Integrative genomic analyses in adipocytes implicate DNA methylation in human obesity and diabetes

DNA methylation variations are prevalent in human obesity, but evidence of a causative role in disease pathogenesis is limited. In this study, we combine epigenome-wide association and integrative genomics to investigate the impact of subcutaneous and visceral adipocyte DNA methylation variations in extreme human obesity. We identify extensive DNA methylation changes that are robustly associated with extreme obesity in combined discovery and replication analyses (N=190 samples, 691 loci in subcutaneous and 173 loci in visceral adipocytes, P<1x10-7). Using functional interaction maps and methylation-expression association testing in human adipocytes, we connect extreme obesity-associated methylation variations to transcriptomic changes at >500 target genes.
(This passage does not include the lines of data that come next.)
//! Application error types using thiserror
//!
//! Error hierarchy:
//! - RegistryError: Issues with the repository graph (unknown names, cycles)
//! - SourceError: Issues talking to the release source (gh CLI or GitHub API)
//! - ManifestError: Issues reading go.mod files
//! - ConfigError: Issues loading tierup.toml
//! - PrerequisiteError: Missing external tools
//! - CommandError: An external command that exited unsuccessfully
//! - SequencerError: Fatal failures of the release sequence
//!
//! The binary collects all of them through `anyhow`.

use std::path::PathBuf;
use thiserror::Error;

/// Errors related to the repository registry and its dependency graph
#[derive(Error, Debug, Clone, PartialEq, Eq)]
pub enum RegistryError {
    /// Queried a repository that is not declared
    #[error("unknown repository '{name}'")]
    UnknownRepository { name: String },

    /// A repository depends on a name that is not declared
    #[error("repository '{repository}' depends on unknown repository '{dependency}'")]
    UnknownDependency {
        repository: String,
        dependency: String,
    },

    /// The same name was declared twice
    #[error("repository '{name}' is declared more than once")]
    DuplicateRepository { name: String },

    /// The dependency graph is not acyclic
    #[error("cyclic dependency between repositories: {}", .cycle.join(" -> "))]
    CyclicDependency { cycle: Vec<String> },
}

/// Errors related to querying the latest published release
#[derive(Error, Debug)]
pub enum SourceError {
    /// Repository (or its release list) not found
    #[error("repository '{repository}' not found on {source_name}")]
    NotFound {
        repository: String,
        source_name: String,
    },

    /// Network request failed
    #[error("failed to fetch releases of '{repository}' from {source_name}: {message}")]
    NetworkError {
        repository: String,
        source_name: String,
        message: String,
    },

    /// Rate limit exceeded
    #[error("rate limit exceeded for {source_name}")]
    RateLimitExceeded { source_name: String },

    /// Invalid response
    #[error("invalid response from {source_name} for '{repository}': {message}")]
    InvalidResponse {
        repository: String,
        source_name: String,
        message: String,
    },

    /// Timeout
    #[error("timeout while fetching releases of '{repository}' from {source_name}")]
    Timeout {
        repository: String,
        source_name: String,
    },

    /// Authentication error
    #[error("authentication failed for {source_name}: {message}")]
    AuthenticationError {
        source_name: String,
        message: String,
    },

    /// The release CLI exited unsuccessfully
    #[error("`{command}` failed: {message}")]
    CommandFailed { command: String, message: String },
}

/// Errors related to go.mod files
#[derive(Error, Debug)]
pub enum ManifestError {
    /// Manifest file not found
    #[error("manifest file not found: {path}")]
    NotFound { path: PathBuf },

    /// Failed to read manifest file
    #[error("failed to read manifest file {path}: {source}")]
    ReadError {
        path: PathBuf,
        #[source]
        source: std::io::Error,
    },

    /// The module has no require entry
    #[error("module '{module}' is not required in {path}")]
    ModuleNotRequired { path: PathBuf, module: String },
}

/// Errors related to configuration
#[derive(Error, Debug)]
pub enum ConfigError {
    /// Failed to read the config file
    #[error("failed to read config file {path}: {source}")]
    ReadError {
        path: PathBuf,
        #[source]
        source: std::io::Error,
    },

    /// TOML parsing error
    #[error("failed to parse config file {path}: {message}")]
    ParseError { path: PathBuf, message: String },

    /// Invalid workspace root
    #[error("invalid workspace root '{path}': {message}")]
    InvalidRoot { path: PathBuf, message: String },

    /// The declared repositories do not form a valid graph
    #[error("invalid repository graph: {0}")]
    Graph(#[from] RegistryError),
}

/// Required external tools that are absent or not authenticated
#[derive(Error, Debug, Clone, PartialEq, Eq)]
#[error("missing prerequisites: {}", .missing.join(", "))]
pub struct PrerequisiteError {
    pub missing: Vec<String>,
}

/// An external command that could not be run or exited unsuccessfully
#[derive(Error, Debug, Clone, PartialEq, Eq)]
#[error("`{command}` failed: {message}")]
pub struct CommandError {
    pub command: String,
    pub message: String,
}

impl CommandError {
    pub fn new(command: impl Into<String>, message: impl Into<String>) -> Self {
        Self {
            command: command.into(),
            message: message.into(),
        }
    }
}

/// Fatal failures of the tiered release sequence
#[derive(Error, Debug)]
pub enum SequencerError {
    #[error(transparent)]
    Registry(#[from] RegistryError),

    /// One or more repositories failed preflight checks
    #[error("preflight failed: {}", preflight_summary(.missing, .dirty, .failing))]
    PreflightFailed {
        missing: Vec<String>,
        dirty: Vec<String>,
        failing: Vec<String>,
    },

    /// A repository's release procedure failed
    #[error("release of '{repository}' failed: {message}")]
    ReleaseFailed { repository: String, message: String },
}

fn preflight_summary(missing: &[String], dirty: &[String], failing: &[String]) -> String {
    let mut parts = Vec::new();
    if !missing.is_empty() {
        parts.push(format!("missing [{}]", missing.join(", ")));
    }
    if !dirty.is_empty() {
        parts.push(format!("uncommitted changes [{}]", dirty.join(", ")));
    }
    if !failing.is_empty() {
        parts.push(format!("failing tests [{}]", failing.join(", ")));
    }
    parts.join("; ")
}

impl RegistryError {
    /// Creates a new UnknownRepository error
    pub fn unknown_repository(name: impl Into<String>) -> Self {
        RegistryError::UnknownRepository { name: name.into() }
    }

    /// Creates a new UnknownDependency error
    pub fn unknown_dependency(repository: impl Into<String>, dependency: impl Into<String>) -> Self {
        RegistryError::UnknownDependency {
            repository: repository.into(),
            dependency: dependency.into(),
        }
    }
}

impl SourceError {
    /// Creates a new NotFound error
    pub fn not_found(repository: impl Into<String>, source_name: impl Into<String>) -> Self {
        SourceError::NotFound {
            repository: repository.into(),
            source_name: source_name.into(),
        }
    }

    /// Creates a new NetworkError
    pub fn network_error(
        repository: impl Into<String>,
        source_name: impl Into<String>,
        message: impl Into<String>,
    ) -> Self {
        SourceError::NetworkError {
            repository: repository.into(),
            source_name: source_name.into(),
            message: message.into(),
        }
    }

    /// Creates a new InvalidResponse error
    pub fn invalid_response(
        repository: impl Into<String>,
        source_name: impl Into<String>,
        message: impl Into<String>,
    ) -> Self {
        SourceError::InvalidResponse {
            repository: repository.into(),
            source_name: source_name.into(),
            message: message.into(),
        }
    }

    /// Creates a new Timeout error
    pub fn timeout(repository: impl Into<String>, source_name: impl Into<String>) -> Self {
        SourceError::Timeout {
            repository: repository.into(),
            source_name: source_name.into(),
        }
    }

    /// True when the source answered that nothing exists, as opposed to not answering
    pub fn is_not_found(&self) -> bool {
        matches!(self, SourceError::NotFound { .. })
    }
}

impl ManifestError {
    /// Creates a new NotFound error
    pub fn not_found(path: impl Into<PathBuf>) -> Self {
        ManifestError::NotFound { path: path.into() }
    }

    /// Creates a new ReadError
    pub fn read_error(path: impl Into<PathBuf>, source: std::io::Error) -> Self {
        ManifestError::ReadError {
            path: path.into(),
            source,
        }
    }

    /// Creates a new ModuleNotRequired error
    pub fn module_not_required(path: impl Into<PathBuf>, module: impl Into<String>) -> Self {
        ManifestError::ModuleNotRequired {
            path: path.into(),
            module: module.into(),
        }
    }
}

#[cfg(test)]
mod tests {
    use super::*;

    #[test]
    fn test_registry_error_unknown_repository() {
        let err = RegistryError::unknown_repository("nope");
        assert_eq!(format!("{}", err), "unknown repository 'nope'");
    }

    #[test]
    fn test_registry_error_cycle_lists_path() {
        let err = RegistryError::CyclicDependency {
            cycle: vec!["a".into(), "b".into(), "a".into()],
        };
        let msg = format!("{}", err);
        assert!(msg.contains("a -> b -> a"));
    }

    #[test]
    fn test_source_error_not_found() {
        let err = SourceError::not_found("livetemplate/lvt", "GitHub API");
        assert!(err.is_not_found());
        assert!(format!("{}", err).contains("livetemplate/lvt"));
    }

    #[test]
    fn test_source_error_network() {
        let err = SourceError::network_error("livetemplate/lvt", "gh", "connection refused");
        assert!(!err.is_not_found());
        assert!(format!("{}", err).contains("connection refused"));
    }

    #[test]
    fn test_manifest_error_module_not_required() {
        let err = ManifestError::module_not_required("/w/lvt/go.mod", "github.com/x/y");
        let msg = format!("{}", err);
        assert!(msg.contains("github.com/x/y"));
        assert!(msg.contains("go.mod"));
    }

    #[test]
    fn test_prerequisite_error_lists_all() {
        let err = PrerequisiteError {
            missing: vec!["gh".into(), "go".into()],
        };
        assert_eq!(format!("{}", err), "missing prerequisites: gh, go");
    }

    #[test]
    fn test_command_error_display() {
        let err = CommandError::new("git push", "rejected");
        assert_eq!(format!("{}", err), "`git push` failed: rejected");
    }

    #[test]
    fn test_preflight_failed_lists_every_category() {
        let err = SequencerError::PreflightFailed {
            missing: vec!["a".into()],
            dirty: vec!["b".into()],
            failing: vec!["c".into()],
        };
        let msg = format!("{}", err);
        assert!(msg.contains("missing [a]"));
        assert!(msg.contains("uncommitted changes [b]"));
        assert!(msg.contains("failing tests [c]"));
    }

    #[test]
    fn test_config_error_from_registry_error() {
        let err: ConfigError = RegistryError::unknown_repository("x").into();
        assert!(format!("{}", err).contains("invalid repository graph"));
    }
}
We find that disease-associated methylation variations localise to active genomic regions and transcription factor binding sites, at which DNA methylation influences transcription factor-target gene co-expression relationships. In Mendelian Randomisation analyses, we infer causal effects of DNA methylation on human obesity and obesity-induced metabolic disturbances, under genetic control, at 28 independent loci. Silencing of two target genes of causal DNA methylation variations, the PRRC2A and LIMD2 genes, further reveals novel metabolic effects in adipocytes. Our results indicate DNA methylation is an important determinant of human obesity and its metabolic complications, and reveal genomic and molecular mechanisms through which altered DNA methylation may impact adipocyte cellular functions.